# About this exercise:
Go through the data and copy each line where the string "bodies" appears.

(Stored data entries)

============

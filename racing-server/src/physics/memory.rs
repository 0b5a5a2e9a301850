//! Recording physics space. Keeps every configuration call so the
//! wheel/vehicle contract can be inspected without running a simulation.

use rapier3d::na::Vector3;
use snafu::{OptionExt, ensure};

use super::{
    DuplicateAxisErr, InvalidMassErr, InvalidScaleErr, Material, PhysicsError, PhysicsSpace,
    UndirectedAxisErr, UnknownAxisErr, UnknownBodyErr, UnknownJointErr, UnsupportedDirectionErr,
    principal_axis, v3,
};
use crate::assets::MeshRef;

#[derive(Debug, Clone, Copy, PartialEq, Eq, Hash)]
pub struct BodyId(usize);

#[derive(Debug, Clone, Copy, PartialEq, Eq, Hash)]
pub struct JointId(usize);

#[derive(Debug, Clone, Copy, PartialEq, Eq, Hash)]
pub struct AxisId(usize);

#[derive(Debug, Clone, PartialEq)]
pub enum Primitive {
    Sphere { name: String, scale: f32 },
    Cuboid { name: String, half_extents: Vector3<f32> },
}

#[derive(Debug, Clone)]
pub struct BodyRecord {
    pub translation: Vector3<f32>,
    pub primitives: Vec<Primitive>,
    pub geometry_generated: bool,
    pub meshes: Vec<MeshRef>,
    pub mass: Option<f32>,
    pub material: Material,
    pub visual_scale: f32,
}

#[derive(Debug, Clone)]
pub struct JointRecord {
    pub first: BodyId,
    pub second: BodyId,
    pub anchor: Vector3<f32>,
    pub axes: Vec<AxisId>,
}

#[derive(Debug, Clone)]
pub struct AxisRecord {
    pub joint: JointId,
    pub direction: Option<Vector3<f32>>,
    pub relative_to_second: bool,
    pub available_acceleration: f32,
    pub desired_velocity: f32,
    pub position_minimum: f32,
    pub position_maximum: f32,
}

#[derive(Debug, Default)]
pub struct MemorySpace {
    bodies: Vec<Option<BodyRecord>>,
    joints: Vec<Option<JointRecord>>,
    axes: Vec<Option<AxisRecord>>,
}

impl MemorySpace {
    pub fn new() -> Self {
        Self::default()
    }

    pub fn body(&self, body: BodyId) -> Option<&BodyRecord> {
        self.bodies.get(body.0)?.as_ref()
    }

    pub fn joint(&self, joint: JointId) -> Option<&JointRecord> {
        self.joints.get(joint.0)?.as_ref()
    }

    pub fn axis(&self, axis: AxisId) -> Option<&AxisRecord> {
        self.axes.get(axis.0)?.as_ref()
    }

    /// Joints that have `body` as one of their two ends.
    pub fn joints_of(&self, body: BodyId) -> Vec<JointId> {
        self.joints
            .iter()
            .enumerate()
            .filter_map(|(i, j)| j.as_ref().map(|j| (i, j)))
            .filter(|(_, j)| j.first == body || j.second == body)
            .map(|(i, _)| JointId(i))
            .collect()
    }

    pub fn body_count(&self) -> usize {
        self.bodies.iter().flatten().count()
    }

    /// Teleports a body. Joint anchors are left untouched.
    pub fn set_body_translation(&mut self, body: BodyId, translation: Vector3<f32>) -> Result<(), PhysicsError> {
        self.body_mut(body)?.translation = translation;
        Ok(())
    }

    fn body_mut(&mut self, body: BodyId) -> Result<&mut BodyRecord, PhysicsError> {
        self.bodies
            .get_mut(body.0)
            .and_then(Option::as_mut)
            .context(UnknownBodyErr { body: format!("{body:?}") })
    }

    fn joint_mut(&mut self, joint: JointId) -> Result<&mut JointRecord, PhysicsError> {
        self.joints
            .get_mut(joint.0)
            .and_then(Option::as_mut)
            .context(UnknownJointErr { joint: format!("{joint:?}") })
    }

    fn axis_mut(&mut self, axis: AxisId) -> Result<&mut AxisRecord, PhysicsError> {
        self.axes
            .get_mut(axis.0)
            .and_then(Option::as_mut)
            .context(UnknownAxisErr { axis: format!("{axis:?}") })
    }

    fn directed_axis_mut(&mut self, axis: AxisId) -> Result<&mut AxisRecord, PhysicsError> {
        let record = self.axis_mut(axis)?;
        ensure!(record.direction.is_some(), UndirectedAxisErr { axis: format!("{axis:?}") });
        Ok(record)
    }
}

impl PhysicsSpace for MemorySpace {
    type Body = BodyId;
    type Joint = JointId;
    type Axis = AxisId;

    fn body_translation(&self, body: BodyId) -> Result<Vector3<f32>, PhysicsError> {
        self.body(body)
            .map(|b| b.translation)
            .context(UnknownBodyErr { body: format!("{body:?}") })
    }

    fn create_dynamic_body(&mut self, translation: Vector3<f32>) -> BodyId {
        self.bodies.push(Some(BodyRecord {
            translation,
            primitives: Vec::new(),
            geometry_generated: false,
            meshes: Vec::new(),
            mass: None,
            material: Material::Default,
            visual_scale: 1.0,
        }));
        BodyId(self.bodies.len() - 1)
    }

    fn remove_body(&mut self, body: BodyId) -> Result<(), PhysicsError> {
        self.body_mut(body)?;
        for joint in self.joints_of(body) {
            if let Some(record) = self.joints[joint.0].take() {
                for axis in record.axes {
                    self.axes[axis.0] = None;
                }
            }
        }
        self.bodies[body.0] = None;
        Ok(())
    }

    fn attach_sphere(&mut self, body: BodyId, name: &str, scale: f32) -> Result<(), PhysicsError> {
        ensure!(scale > 0.0, InvalidScaleErr { scale });
        self.body_mut(body)?.primitives.push(Primitive::Sphere {
            name: name.to_string(),
            scale,
        });
        Ok(())
    }

    fn attach_box(&mut self, body: BodyId, name: &str, half_extents: Vector3<f32>) -> Result<(), PhysicsError> {
        let smallest = half_extents.min();
        ensure!(smallest > 0.0, InvalidScaleErr { scale: smallest });
        self.body_mut(body)?.primitives.push(Primitive::Cuboid {
            name: name.to_string(),
            half_extents,
        });
        Ok(())
    }

    fn generate_physics_geometry(&mut self, body: BodyId) -> Result<(), PhysicsError> {
        self.body_mut(body)?.geometry_generated = true;
        Ok(())
    }

    fn attach_mesh(&mut self, body: BodyId, mesh: MeshRef) -> Result<(), PhysicsError> {
        self.body_mut(body)?.meshes.push(mesh);
        Ok(())
    }

    fn set_mass(&mut self, body: BodyId, mass: f32) -> Result<(), PhysicsError> {
        ensure!(mass > 0.0, InvalidMassErr { mass });
        self.body_mut(body)?.mass = Some(mass);
        Ok(())
    }

    fn set_material(&mut self, body: BodyId, material: Material) -> Result<(), PhysicsError> {
        self.body_mut(body)?.material = material;
        Ok(())
    }

    fn set_visual_scale(&mut self, body: BodyId, scale: f32) -> Result<(), PhysicsError> {
        ensure!(scale > 0.0, InvalidScaleErr { scale });
        self.body_mut(body)?.visual_scale = scale;
        Ok(())
    }

    fn create_joint(&mut self, first: BodyId, second: BodyId) -> Result<JointId, PhysicsError> {
        self.body_mut(first)?;
        self.body_mut(second)?;
        self.joints.push(Some(JointRecord {
            first,
            second,
            anchor: Vector3::zeros(),
            axes: Vec::new(),
        }));
        Ok(JointId(self.joints.len() - 1))
    }

    fn set_joint_anchor(&mut self, joint: JointId, anchor: Vector3<f32>) -> Result<(), PhysicsError> {
        self.joint_mut(joint)?.anchor = anchor;
        Ok(())
    }

    fn create_rotational_axis(&mut self, joint: JointId) -> Result<AxisId, PhysicsError> {
        self.joint_mut(joint)?;
        self.axes.push(Some(AxisRecord {
            joint,
            direction: None,
            relative_to_second: false,
            available_acceleration: 0.0,
            desired_velocity: 0.0,
            position_minimum: f32::NEG_INFINITY,
            position_maximum: f32::INFINITY,
        }));
        let axis = AxisId(self.axes.len() - 1);
        self.joint_mut(joint)?.axes.push(axis);
        Ok(axis)
    }

    fn set_axis_direction(&mut self, axis: AxisId, direction: Vector3<f32>) -> Result<(), PhysicsError> {
        let slot = principal_axis(direction).context(UnsupportedDirectionErr { direction: v3(direction) })?;
        let joint = self.axis_mut(axis)?.joint;

        let taken = self
            .joint(joint)
            .map(|j| j.axes.as_slice())
            .unwrap_or_default()
            .iter()
            .filter(|&&other| other != axis)
            .filter_map(|&other| self.axis(other)?.direction)
            .any(|d| principal_axis(d) == Some(slot));
        ensure!(
            !taken,
            DuplicateAxisErr {
                joint: format!("{joint:?}"),
                direction: v3(direction),
            }
        );

        self.axis_mut(axis)?.direction = Some(direction);
        Ok(())
    }

    fn set_relative_to_second(&mut self, axis: AxisId, relative: bool) -> Result<(), PhysicsError> {
        self.directed_axis_mut(axis)?.relative_to_second = relative;
        Ok(())
    }

    fn set_available_acceleration(&mut self, axis: AxisId, acceleration: f32) -> Result<(), PhysicsError> {
        self.directed_axis_mut(axis)?.available_acceleration = acceleration;
        Ok(())
    }

    fn set_desired_velocity(&mut self, axis: AxisId, velocity: f32) -> Result<(), PhysicsError> {
        self.directed_axis_mut(axis)?.desired_velocity = velocity;
        Ok(())
    }

    fn set_position_minimum(&mut self, axis: AxisId, min: f32) -> Result<(), PhysicsError> {
        self.directed_axis_mut(axis)?.position_minimum = min;
        Ok(())
    }

    fn set_position_maximum(&mut self, axis: AxisId, max: f32) -> Result<(), PhysicsError> {
        self.directed_axis_mut(axis)?.position_maximum = max;
        Ok(())
    }
}
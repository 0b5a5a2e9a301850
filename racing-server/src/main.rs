use std::sync::Arc;

use log::{error, info};
use racing_server::assets::ModelLibrary;
use racing_server::net::{ServerContext, start_websocket_server};
use racing_server::physics::PhysicsWorld;
use racing_server::settings::{DEFAULT_CONFIG_FILE, Settings};
use racing_server::state::SharedGameState;
use tokio::sync::Mutex;
use tokio::time::{Duration, MissedTickBehavior, interval};

#[tokio::main]
async fn main() {
    env_logger::Builder::from_env(env_logger::Env::default().default_filter_or("info")).init();

    let settings = match Settings::load(DEFAULT_CONFIG_FILE) {
        Ok(s) => s,
        Err(e) => {
            error!("{}", snafu::Report::from_error(e));
            std::process::exit(1);
        }
    };
    info!("Starting racing server at {} Hz", settings.tick_hz);

    let dt = settings.timestep();
    let ctx = ServerContext {
        state: Arc::new(Mutex::new(SharedGameState::new())),
        physics: Arc::new(Mutex::new(PhysicsWorld::new())),
        models: Arc::new(Mutex::new(ModelLibrary::new(
            settings.models_dir.clone(),
            settings.verify_models,
        ))),
        settings: Arc::new(settings),
    };

    tokio::spawn(start_websocket_server(ctx.clone()));

    let mut ticker = interval(Duration::from_secs_f32(dt));
    ticker.set_missed_tick_behavior(MissedTickBehavior::Skip);

    loop {
        ticker.tick().await;

        let mut game = ctx.state.lock().await;
        let mut phys = ctx.physics.lock().await;

        game.apply_inputs(&mut phys);
        phys.step(dt);

        game.tick += 1;
        game.broadcast_snapshot(&phys);
    }
}
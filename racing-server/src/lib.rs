//! Authoritative toy-racing server: rapier-simulated cars whose wheels are
//! jointed tire bodies driven through traction and steer axes.

pub mod assets;
pub mod net;
pub mod physics;
pub mod settings;
pub mod state;
pub mod vehicle;
pub mod wheel;

pub use assets::{MeshRef, ModelLibrary};
pub use physics::{Material, MemorySpace, PhysicsError, PhysicsSpace, PhysicsWorld};
pub use vehicle::{ControlInput, Vehicle, VehicleConfig, WheelId};
pub use wheel::{Wheel, WheelConfig, WheelError, WheelSide};
//! Command-line entry points.

pub mod background;
pub mod compress;
pub mod resize;
pub mod schema;
pub mod search;
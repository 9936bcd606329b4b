//! Asynchronous utilities for use with Tokio.
//!
//! Image decoding and external OCR commands are the two places where we'd
//! otherwise block the executor, so the helpers for both live here.

use std::{panic, process::Output};

use crate::prelude::*;

pub mod io;

/// Wrapper around [`tokio::task::spawn_blocking`] that propagates panics from
/// the background task.
///
/// Use this for CPU-bound image work (decoding, resampling, encoding), which
/// can take hundreds of milliseconds for a large photo.
pub async fn spawn_blocking_propagating_panics<F, T>(f: F) -> T
where
    F: FnOnce() -> T + Send + 'static,
    T: Send + 'static,
{
    match tokio::task::spawn_blocking(f).await {
        Ok(value) => value,
        Err(err) if err.is_panic() => panic::resume_unwind(err.into_panic()),
        Err(err) => panic!("blocking task was cancelled: {err}"),
    }
}

/// Report any command failures, and include any error output.
///
/// Standard output and standard error are logged at `trace` level, because OCR
/// scripts tend to be chatty on stderr even when they succeed.
pub fn check_for_command_failure(command_name: &str, output: &Output) -> Result<()> {
    let stdout = String::from_utf8_lossy(&output.stdout);
    let stderr = String::from_utf8_lossy(&output.stderr);
    trace!(
        command_name = command_name,
        output = %stdout,
        "Standard output from command"
    );
    trace!(
        command_name = command_name,
        output = %stderr,
        "Standard error from command",
    );

    if output.status.success() {
        Ok(())
    } else if let Some(exit_code) = output.status.code() {
        Err(anyhow!(
            "{} failed with exit code {} and error output:\n{}",
            command_name,
            exit_code,
            stderr.trim(),
        ))
    } else {
        Err(anyhow!(
            "{} failed with error output:\n{}",
            command_name,
            stderr.trim(),
        ))
    }
}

============

# Answer to this problem:
    bodies: Vec<Option<BodyRecord>>,
        self.bodies.get(body.0)?.as_ref()
        self.bodies.iter().flatten().count()
        self.bodies
        self.bodies.push(Some(BodyRecord {
        BodyId(self.bodies.len() - 1)
        self.bodies[body.0] = None;
//! jointed tire bodies driven through traction and steer axes.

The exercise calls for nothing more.